▸ **Data records**
◆ ◆ ◆ ◆ ◆

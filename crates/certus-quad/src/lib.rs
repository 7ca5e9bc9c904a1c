//! Rigorous adaptive quadrature over ball arithmetic.
//!
//! Computes certified enclosures of `∫ₐᵇ f(z) dz` along straight segments
//! in the complex plane. The result is a ball guaranteed to contain the
//! true integral; every failure mode (singularities, budget exhaustion,
//! non-analytic regions) widens the ball instead of raising an error.
//!
//! The strategy is globally adaptive bisection with an automatic-degree
//! Gauss-Legendre rule on each subinterval:
//!
//! - [`integrate`] is the driver: error-greedy subdivision under
//!   user-settable degree, evaluation, and depth budgets ([`QuadOptions`]).
//! - [`integrate_direct`] is the fallback rule: one evaluation on a ball
//!   covering the whole subinterval, always valid, never tight.
//! - [`gl_auto_degree`] is the high-order rule: it certifies its own
//!   truncation error from a single bound evaluation on a Bernstein
//!   ellipse, using verified nodes and weights.
//!
//! Integrands implement [`Integrand`] (any suitable closure qualifies) and
//! must follow its enclosure contract: the output ball covers `f` over the
//! whole input ball, and `order == 1` requests an analyticity check.

#![warn(missing_docs)]
#![warn(clippy::all)]
#![warn(clippy::pedantic)]

pub mod adaptive;
pub mod direct;
pub mod gauss_legendre;
pub mod integrand;
pub mod options;

pub use adaptive::integrate;
pub use direct::integrate_direct;
pub use gauss_legendre::{gl_auto_degree, Decline, NodeCache};
pub use integrand::Integrand;
pub use options::QuadOptions;
//! # certus-ball
//!
//! Ball arithmetic for verified numerics: every value is a midpoint plus a
//! guaranteed error radius, and every operation keeps the true mathematical
//! result inside the ball.
//!
//! This crate wraps `dashu` to provide:
//! - Exact-or-bounded arbitrary precision binary floats ([`Float`])
//! - Directed-rounding error bounds ([`Magnitude`])
//! - Real and complex enclosures ([`RealBall`], [`ComplexBall`])
//! - Verified elementary functions and constants ([`functions`])
//!
//! ## Soundness model
//!
//! Midpoints round; radii absorb the rounding. Radius arithmetic only ever
//! rounds up, so no operation can understate its error. "Don't know" is
//! expressed as an infinite radius, which propagates through arithmetic
//! instead of raising errors.

#![warn(missing_docs)]
#![warn(clippy::all)]
#![warn(clippy::pedantic)]

pub mod complex;
pub mod float;
pub mod functions;
pub mod magnitude;
pub mod real;

#[cfg(test)]
mod proptests;

pub use complex::ComplexBall;
pub use float::Float;
pub use magnitude::Magnitude;
pub use real::RealBall;
//! Verified elementary functions on balls.
//!
//! Each function evaluates its Taylor series directly in ball arithmetic, so
//! argument uncertainty and rounding propagate into the radius automatically,
//! and then adds a rigorous bound on the truncated tail. Arguments too large
//! for the series to be driven below the working precision yield a
//! non-finite ball: a sound "don't know", never a wrong enclosure.

use crate::complex::ComplexBall;
use crate::magnitude::Magnitude;
use crate::real::RealBall;

/// Iteration cap for the series loops; reached only for arguments so large
/// that a non-finite result is the right answer anyway.
const SERIES_MAX_TERMS: i64 = 10_000;

/// The exponential `e^z` as a rigorous enclosure.
#[must_use]
pub fn exp(z: &ComplexBall, prec: usize) -> ComplexBall {
    let wp = prec + 16;
    let r = z.mag_upper();
    if !r.is_finite() {
        return ComplexBall::non_finite();
    }
    let mut sum = ComplexBall::one();
    let mut term = ComplexBall::one();
    let mut bound = Magnitude::from_u64_upper(1);
    let mut k: i64 = 1;
    loop {
        if k > SERIES_MAX_TERMS {
            return ComplexBall::non_finite();
        }
        term = term.mul(z, wp).div_i64(k, wp);
        sum = sum.add(&term, wp);
        bound = (&bound * &r).div_lower(&Magnitude::from_u64_lower(k as u64));
        // Tail ≤ bound once the term ratio r/(k+1) has dropped to 1/2.
        let half_next = Magnitude::from_u64_lower(((k + 1) / 2) as u64);
        if r <= half_next && bound <= Magnitude::pow2(-(wp as i64)) {
            sum.add_error(&bound, &bound);
            return sum;
        }
        k += 1;
    }
}

/// The sine `sin z` as a rigorous enclosure.
#[must_use]
pub fn sin(z: &ComplexBall, prec: usize) -> ComplexBall {
    let wp = prec + 16;
    let r = z.mag_upper();
    if !r.is_finite() {
        return ComplexBall::non_finite();
    }
    let r2 = &r * &r;
    let neg_z2 = z.mul(z, wp).neg();
    let mut sum = z.clone();
    let mut term = z.clone();
    let mut bound = r.clone();
    let mut k: i64 = 1;
    loop {
        if k > SERIES_MAX_TERMS {
            return ComplexBall::non_finite();
        }
        term = term.mul(&neg_z2, wp).div_i64(2 * k, wp).div_i64(2 * k + 1, wp);
        sum = sum.add(&term, wp);
        let den = (2 * k) * (2 * k + 1);
        bound = (&bound * &r2).div_lower(&Magnitude::from_u64_lower(den as u64));
        let half_next = ((2 * k + 2) * (2 * k + 3) / 2) as u64;
        if r2 <= Magnitude::from_u64_lower(half_next)
            && bound <= Magnitude::pow2(-(wp as i64))
        {
            sum.add_error(&bound, &bound);
            return sum;
        }
        k += 1;
    }
}

/// The cosine `cos z` as a rigorous enclosure.
#[must_use]
pub fn cos(z: &ComplexBall, prec: usize) -> ComplexBall {
    let wp = prec + 16;
    let r = z.mag_upper();
    if !r.is_finite() {
        return ComplexBall::non_finite();
    }
    let r2 = &r * &r;
    let neg_z2 = z.mul(z, wp).neg();
    let mut sum = ComplexBall::one();
    let mut term = ComplexBall::one();
    let mut bound = Magnitude::from_u64_upper(1);
    let mut k: i64 = 1;
    loop {
        if k > SERIES_MAX_TERMS {
            return ComplexBall::non_finite();
        }
        term = term.mul(&neg_z2, wp).div_i64(2 * k - 1, wp).div_i64(2 * k, wp);
        sum = sum.add(&term, wp);
        let den = (2 * k - 1) * (2 * k);
        bound = (&bound * &r2).div_lower(&Magnitude::from_u64_lower(den as u64));
        let half_next = ((2 * k + 1) * (2 * k + 2) / 2) as u64;
        if r2 <= Magnitude::from_u64_lower(half_next)
            && bound <= Magnitude::pow2(-(wp as i64))
        {
            sum.add_error(&bound, &bound);
            return sum;
        }
        k += 1;
    }
}

/// A rigorous enclosure of π, via Machin's formula
/// `π = 16·atan(1/5) − 4·atan(1/239)`.
#[must_use]
pub fn pi(prec: usize) -> RealBall {
    let wp = prec + 32;
    let a5 = atan_recip(5, wp);
    let a239 = atan_recip(239, wp);
    a5.mul_2exp(4).sub(&a239.mul_2exp(2), wp)
}

/// `atan(1/q)` for integer `q ≥ 2` by the alternating Gregory series; the
/// tail is bounded by the first omitted term.
fn atan_recip(q: i64, wp: usize) -> RealBall {
    let qq = q * q;
    let mut sum = RealBall::zero();
    // p = 1/q^(2k+1)
    let mut p = RealBall::one().div_i64(q, wp);
    let mut k: i64 = 0;
    loop {
        let term = p.div_i64(2 * k + 1, wp);
        sum = if k % 2 == 0 {
            sum.add(&term, wp)
        } else {
            sum.sub(&term, wp)
        };
        p = p.div_i64(qq, wp);
        if p.mag_upper() <= Magnitude::pow2(-(wp as i64)) || k > SERIES_MAX_TERMS {
            sum.add_error(&p.mag_upper());
            return sum;
        }
        k += 1;
    }
}
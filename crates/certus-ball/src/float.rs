//! Arbitrary-precision binary floating point.
//!
//! This module wraps `dashu`'s unsigned bignums into a signed binary float
//! `(-1)^neg * man * 2^exp` with an odd (or zero) significand. Unlike a
//! conventional float there is no precision attached to a value: operators
//! (`+`, `-`, `*`) are *exact*, and the precision-bounded methods
//! ([`Float::add`], [`Float::mul`], [`Float::div`], ...) return the rounded
//! result together with a rigorous [`Magnitude`] bound on the rounding error.
//! The ball layer absorbs that bound into its radius.

use dashu::base::{BitTest, Signed as DashuSigned, UnsignedAbs};
use dashu::integer::{IBig, UBig};
use num_traits::{One, Zero};
use std::fmt;
use std::ops::{Add, Mul, Neg, Sub};

use crate::magnitude::Magnitude;

/// An exact `f64` power of two, saturating outside the representable range.
pub(crate) fn pow2_f64(e: i64) -> f64 {
    if e < -1074 {
        0.0
    } else if e < -1022 {
        f64::from_bits(1u64 << (e + 1074))
    } else if e > 1023 {
        f64::INFINITY
    } else {
        f64::from_bits(((e + 1023) as u64) << 52)
    }
}

/// A signed arbitrary-precision binary float, `(-1)^neg * man * 2^exp`.
///
/// Canonical form: `man` is odd or zero; zero is represented as
/// `{neg: false, man: 0, exp: 0}`, so the derived equality is exact.
#[derive(Clone, Debug, PartialEq, Eq, Hash)]
pub struct Float {
    neg: bool,
    man: UBig,
    exp: i64,
}

impl Float {
    /// The exact value 0.
    #[must_use]
    pub fn zero() -> Self {
        Float {
            neg: false,
            man: UBig::ZERO,
            exp: 0,
        }
    }

    /// The exact value 1.
    #[must_use]
    pub fn one() -> Self {
        Float {
            neg: false,
            man: UBig::ONE,
            exp: 0,
        }
    }

    /// The exact value of a machine integer.
    #[must_use]
    pub fn from_i64(v: i64) -> Self {
        let neg = v < 0;
        Self::normalized(neg, UBig::from(v.unsigned_abs()), 0)
    }

    /// The exact value of a finite `f64`.
    ///
    /// Every finite `f64` is a dyadic rational, so no rounding occurs.
    /// Non-finite input maps to zero.
    #[must_use]
    pub fn from_f64(x: f64) -> Self {
        if x == 0.0 || !x.is_finite() {
            return Float::zero();
        }
        let bits = x.abs().to_bits();
        let biased = (bits >> 52) & 0x7ff;
        let frac = bits & ((1u64 << 52) - 1);
        let (man, e) = if biased == 0 {
            (frac, -1074i64)
        } else {
            (frac | (1u64 << 52), biased as i64 - 1075)
        };
        Self::normalized(x < 0.0, UBig::from(man), e)
    }

    /// True if this is exactly zero.
    #[must_use]
    pub fn is_zero(&self) -> bool {
        self.man == UBig::ZERO
    }

    /// True if this value is strictly negative.
    #[must_use]
    pub fn is_negative(&self) -> bool {
        self.neg
    }

    /// Number of significant bits in the significand.
    #[must_use]
    pub fn bit_len(&self) -> usize {
        self.man.bit_len()
    }

    /// The absolute value.
    #[must_use]
    pub fn abs(&self) -> Self {
        Float {
            neg: false,
            man: self.man.clone(),
            exp: self.exp,
        }
    }

    /// Exact scaling by `2^e`.
    #[must_use]
    pub fn mul_2exp(&self, e: i64) -> Self {
        if self.is_zero() {
            return Float::zero();
        }
        Float {
            neg: self.neg,
            man: self.man.clone(),
            exp: self.exp + e,
        }
    }

    /// Smallest `e` with `|self| < 2^e`. Meaningless for zero.
    fn exp_upper(&self) -> i64 {
        self.exp + self.bit_len() as i64
    }

    /// Rounds to `prec` significant bits (toward zero), returning the result
    /// and an upper bound on the discarded part.
    #[must_use]
    pub fn rounded(&self, prec: usize) -> (Self, Magnitude) {
        let bl = self.bit_len();
        if bl <= prec {
            return (self.clone(), Magnitude::Zero);
        }
        let sh = bl - prec;
        let man = self.man.clone() >> sh;
        let err = Magnitude::pow2(self.exp + sh as i64);
        (Self::normalized(self.neg, man, self.exp + sh as i64), err)
    }

    /// Addition rounded to `prec` bits, with a rigorous rounding bound.
    #[must_use]
    pub fn add(&self, other: &Self, prec: usize) -> (Self, Magnitude) {
        if self.is_zero() {
            return other.rounded(prec);
        }
        if other.is_zero() {
            return self.rounded(prec);
        }
        let (hi, lo) = if self.exp_upper() >= other.exp_upper() {
            (self, other)
        } else {
            (other, self)
        };
        // If the smaller operand sits entirely below the target precision,
        // absorb it into the error bound instead of aligning significands.
        if lo.exp_upper() < hi.exp_upper() - prec as i64 - 4 {
            let (r, e) = hi.rounded(prec);
            return (r, &e + &Magnitude::pow2(lo.exp_upper()));
        }
        self.exact_add(other).rounded(prec)
    }

    /// Subtraction rounded to `prec` bits, with a rigorous rounding bound.
    #[must_use]
    pub fn sub(&self, other: &Self, prec: usize) -> (Self, Magnitude) {
        self.add(&-other, prec)
    }

    /// Multiplication rounded to `prec` bits, with a rigorous rounding bound.
    #[must_use]
    pub fn mul(&self, other: &Self, prec: usize) -> (Self, Magnitude) {
        if self.is_zero() || other.is_zero() {
            return (Float::zero(), Magnitude::Zero);
        }
        let man = &self.man * &other.man;
        Self::normalized(self.neg != other.neg, man, self.exp + other.exp).rounded(prec)
    }

    /// Division rounded to `prec` bits, with a rigorous rounding bound.
    ///
    /// Division by exact zero returns `(0, Infinity)`; the caller decides
    /// what an unbounded quotient means (the ball layer returns a non-finite
    /// ball before ever reaching this case).
    #[must_use]
    pub fn div(&self, other: &Self, prec: usize) -> (Self, Magnitude) {
        if other.is_zero() {
            return (Float::zero(), Magnitude::Infinity);
        }
        if self.is_zero() {
            return (Float::zero(), Magnitude::Zero);
        }
        let bl_a = self.bit_len() as i64;
        let bl_b = other.bit_len() as i64;
        let s = (prec as i64 + 2 + bl_b - bl_a).max(0) as usize;
        let q = (self.man.clone() << s) / &other.man;
        let exp = self.exp - other.exp - s as i64;
        // Floor division of the magnitudes: at most one unit in 2^exp.
        let err = Magnitude::pow2(exp);
        let (r, round_err) = Self::normalized(self.neg != other.neg, q, exp).rounded(prec);
        (r, &err + &round_err)
    }

    /// An upper bound for `|self|`.
    #[must_use]
    pub fn mag_upper(&self) -> Magnitude {
        self.mag_bound(true)
    }

    /// A lower bound for `|self|`.
    #[must_use]
    pub fn mag_lower(&self) -> Magnitude {
        self.mag_bound(false)
    }

    fn mag_bound(&self, upper: bool) -> Magnitude {
        if self.is_zero() {
            return Magnitude::Zero;
        }
        let bl = self.bit_len();
        let sh = bl.saturating_sub(32);
        let top = self.man.clone() >> sh;
        let t = u64::try_from(top).unwrap_or(u64::MAX);
        let e = self.exp + sh as i64 + 32;
        if upper {
            let bump = u128::from(sh > 0);
            Magnitude::normalize_up(u128::from(t) + bump, e)
        } else {
            Magnitude::normalize_down(u128::from(t), e)
        }
    }

    /// An `f64` approximation (round toward zero), saturating on overflow.
    #[must_use]
    pub fn to_f64(&self) -> f64 {
        if self.is_zero() {
            return 0.0;
        }
        let bl = self.bit_len();
        let sh = bl.saturating_sub(53);
        let top = self.man.clone() >> sh;
        let t = u64::try_from(top).unwrap_or(u64::MAX) as f64;
        let r = t * pow2_f64(self.exp + sh as i64);
        if self.neg {
            -r
        } else {
            r
        }
    }

    fn exact_add(&self, other: &Self) -> Self {
        if self.is_zero() {
            return other.clone();
        }
        if other.is_zero() {
            return self.clone();
        }
        let e = self.exp.min(other.exp);
        let sum = self.to_ibig_scaled(e) + other.to_ibig_scaled(e);
        Self::from_ibig(sum, e)
    }

    fn to_ibig_scaled(&self, e: i64) -> IBig {
        let sh = (self.exp - e) as usize;
        let m = IBig::from(self.man.clone()) << sh;
        if self.neg {
            -m
        } else {
            m
        }
    }

    fn from_ibig(v: IBig, exp: i64) -> Self {
        let neg = DashuSigned::is_negative(&v);
        Self::normalized(neg, v.unsigned_abs(), exp)
    }

    /// Canonicalizes: strips trailing zero bits, fixes the zero encoding.
    fn normalized(neg: bool, mut man: UBig, mut exp: i64) -> Self {
        if man == UBig::ZERO {
            return Float::zero();
        }
        let mut tz = 0usize;
        while !man.bit(tz) {
            tz += 1;
        }
        if tz > 0 {
            man = man >> tz;
            exp += tz as i64;
        }
        Float { neg, man, exp }
    }
}

impl Add for &Float {
    type Output = Float;

    /// Exact addition (no rounding).
    fn add(self, rhs: &Float) -> Float {
        self.exact_add(rhs)
    }
}

impl Add for Float {
    type Output = Float;

    fn add(self, rhs: Float) -> Float {
        &self + &rhs
    }
}

impl Sub for &Float {
    type Output = Float;

    /// Exact subtraction (no rounding).
    fn sub(self, rhs: &Float) -> Float {
        self.exact_add(&-rhs)
    }
}

impl Sub for Float {
    type Output = Float;

    fn sub(self, rhs: Float) -> Float {
        &self - &rhs
    }
}

impl Mul for &Float {
    type Output = Float;

    /// Exact multiplication (no rounding).
    fn mul(self, rhs: &Float) -> Float {
        if self.is_zero() || rhs.is_zero() {
            return Float::zero();
        }
        Float::normalized(
            self.neg != rhs.neg,
            &self.man * &rhs.man,
            self.exp + rhs.exp,
        )
    }
}

impl Mul for Float {
    type Output = Float;

    fn mul(self, rhs: Float) -> Float {
        &self * &rhs
    }
}

impl Neg for &Float {
    type Output = Float;

    fn neg(self) -> Float {
        if self.is_zero() {
            return Float::zero();
        }
        Float {
            neg: !self.neg,
            man: self.man.clone(),
            exp: self.exp,
        }
    }
}

impl Neg for Float {
    type Output = Float;

    fn neg(self) -> Float {
        -&self
    }
}

impl Zero for Float {
    fn zero() -> Self {
        Float::zero()
    }

    fn is_zero(&self) -> bool {
        Float::is_zero(self)
    }
}

impl One for Float {
    fn one() -> Self {
        Float::one()
    }

    fn is_one(&self) -> bool {
        !self.neg && self.man == UBig::ONE && self.exp == 0
    }
}

impl fmt::Display for Float {
    fn fmt(&self, f: &mut fmt::Formatter<'_>) -> fmt::Result {
        write!(f, "{}", self.to_f64())
    }
}

#[cfg(test)]
mod tests {
    use super::*;

    #[test]
    fn test_from_f64_exact() {
        let x = Float::from_f64(0.75);
        assert_eq!(x.to_f64(), 0.75);
        let y = Float::from_f64(-3.5);
        assert_eq!(y.to_f64(), -3.5);
        assert!(y.is_negative());
    }

    #[test]
    fn test_exact_operators() {
        let a = Float::from_f64(1.5);
        let b = Float::from_f64(0.25);
        assert_eq!((&a + &b).to_f64(), 1.75);
        assert_eq!((&a - &b).to_f64(), 1.25);
        assert_eq!((&a * &b).to_f64(), 0.375);
    }

    #[test]
    fn test_rounded_reports_error() {
        // 2^70 + 1 does not fit in 16 bits
        let big = Float::from_i64(1).mul_2exp(70);
        let x = &big + &Float::one();
        let (r, err) = x.rounded(16);
        assert!(r.bit_len() <= 16);
        assert!(!err.is_zero());
        // the discarded part is at most the reported bound
        let diff = (&x - &r).abs();
        assert!(diff.mag_upper() <= err);
    }

    #[test]
    fn test_add_far_apart_scales() {
        let big = Float::from_i64(1).mul_2exp(200);
        let tiny = Float::from_i64(1).mul_2exp(-200);
        let (r, err) = Float::add(&big, &tiny, 64);
        assert_eq!(r, big);
        assert!(!err.is_zero());
        assert!(err <= Magnitude::pow2(-150));
    }

    #[test]
    fn test_div_bound() {
        let a = Float::from_i64(1);
        let b = Float::from_i64(3);
        let (q, err) = a.div(&b, 64);
        // q ≈ 1/3 within the reported error
        let back = &(&q * &b) - &a;
        let three = Magnitude::from_u64_upper(3);
        assert!(back.mag_upper() <= &err * &three);
        assert!((q.to_f64() - 1.0 / 3.0).abs() < 1e-15);
    }

    #[test]
    fn test_div_by_zero() {
        let (_, err) = Float::one().div(&Float::zero(), 64);
        assert_eq!(err, Magnitude::Infinity);
    }

    #[test]
    fn test_mag_bounds_bracket() {
        let x = Float::from_f64(0.1);
        let lo = x.mag_lower().to_f64();
        let hi = x.mag_upper().to_f64();
        assert!(lo <= 0.1 && 0.1 <= hi);
    }
}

◆ ◆ ◆ ◆ ◆

▸ **Work to complete**
Which lines in the data above hold the word "layer"? Return each of them.

▸ **Response box**
//! The ball layer absorbs that bound into its radius.
    /// what an unbounded quotient means (the ball layer returns a non-finite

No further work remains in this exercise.